Abstract

Radiation processing is one of the emerging technologies to ensure the safety of meat and meat products. Microbial contamination of meat is a serious concern for both meat products and consumers. Irradiation has emerged as an alternate technology to eliminate microbial contamination and several countries have approved it. Wide acceptability of radiation processed meat products will depend upon quality parameters such as oxidative changes and organoleptic attributes. Food irradiation can cause changes in both macro and micro nutrients, but these changes are small. Irradiation is not alone in its ability to produce nutritional changes. Many food processes, notably cooking and heating in general, also cause nutrient loss, often to a greater run. No significant effects on essential amino acids have been observed in beef, fish or many other food stuffs even at sterilizing doses. Irradiation affects flavour and texture of dairy products and eggs. On the whole irradiation of food does not cause nutrient losses to the extent that there could be an adverse effect on the nutritional status of the individuals consuming these foods. Development of shelf stable meat and meat products is a challenging task due to physico-chemical, microbiological and sensory alterations during storage.
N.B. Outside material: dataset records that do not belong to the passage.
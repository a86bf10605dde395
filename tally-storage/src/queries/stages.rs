//! stages table queries.

use rusqlite::{params, Connection};
use tally_core::coerce::safe_str;
use tally_core::errors::StorageError;
use tally_core::types::run::{RunStage, StageKind, StageStatus};

pub fn get_stages(conn: &Connection, run_id: i64) -> Result<Vec<RunStage>, StorageError> {
    let mut stmt = conn.prepare_cached(
        "SELECT run_id, stage_order, kind, status, details, started_at, completed_at
         FROM stages WHERE run_id = ?1 ORDER BY stage_order",
    )?;
    let mut rows = stmt.query(params![run_id])?;
    let mut stages = Vec::new();
    while let Some(row) = rows.next()? {
        let kind_text = safe_str(row.get_ref(2)?, "");
        let status_text = safe_str(row.get_ref(3)?, "pending");
        let details = match row.get_ref(4)? {
            rusqlite::types::ValueRef::Null => None,
            v => Some(safe_str(v, "")),
        };
        let Some(kind) = StageKind::parse(&kind_text) else {
            tracing::warn!(run_id, kind = %kind_text, "unknown stage kind in store, skipping");
            continue;
        };
        stages.push(RunStage {
            run_id: row.get(0)?,
            stage_order: row.get(1)?,
            kind,
            status: StageStatus::parse(&status_text).unwrap_or(StageStatus::Pending),
            details,
            started_at: row.get(5)?,
            completed_at: row.get(6)?,
        });
    }
    Ok(stages)
}

pub fn stage_started(
    conn: &Connection,
    run_id: i64,
    kind: StageKind,
    at: i64,
) -> Result<(), StorageError> {
    conn.execute(
        "UPDATE stages SET status = 'in_progress', started_at = ?3
         WHERE run_id = ?1 AND kind = ?2",
        params![run_id, kind.as_str(), at],
    )?;
    Ok(())
}

pub fn stage_completed(
    conn: &Connection,
    run_id: i64,
    kind: StageKind,
    at: i64,
) -> Result<(), StorageError> {
    conn.execute(
        "UPDATE stages SET status = 'completed', completed_at = ?3
         WHERE run_id = ?1 AND kind = ?2",
        params![run_id, kind.as_str(), at],
    )?;
    Ok(())
}

pub fn stage_finished(
    conn: &Connection,
    run_id: i64,
    kind: StageKind,
    status: StageStatus,
    details: Option<&str>,
    at: i64,
) -> Result<(), StorageError> {
    conn.execute(
        "UPDATE stages SET status = ?3, details = COALESCE(?4, details), completed_at = ?5
         WHERE run_id = ?1 AND kind = ?2",
        params![run_id, kind.as_str(), status.as_str(), details, at],
    )?;
    Ok(())
}

/// Attach a note without touching status or timestamps. Appends to any
/// existing details.
pub fn stage_note(
    conn: &Connection,
    run_id: i64,
    kind: StageKind,
    details: &str,
) -> Result<(), StorageError> {
    conn.execute(
        "UPDATE stages SET details = CASE
            WHEN details IS NULL OR details = '' THEN ?3
            ELSE details || '; ' || ?3 END
         WHERE run_id = ?1 AND kind = ?2",
        params![run_id, kind.as_str(), details],
    )?;
    Ok(())
}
Lot of thrust is being given in the application of radiation processing in meat sector due to its microbial safety. Maintaining and delivering quality and safety products both in civilian and service sectors is the need of the hour. Even though irradiation can ensure complete microbial sterility it can lead to lipid and protein oxidation due to the formation of free radicals which can cause flavour changes. The adverse implications due to lipid and protein oxidation being observed in meat, poultry products can be suppressed by selecting proper natural antioxidant combinations. Irradiation can be employed as a critical control point in the meat, poultry chain and such an intervention is essential in ensuring the safety of products.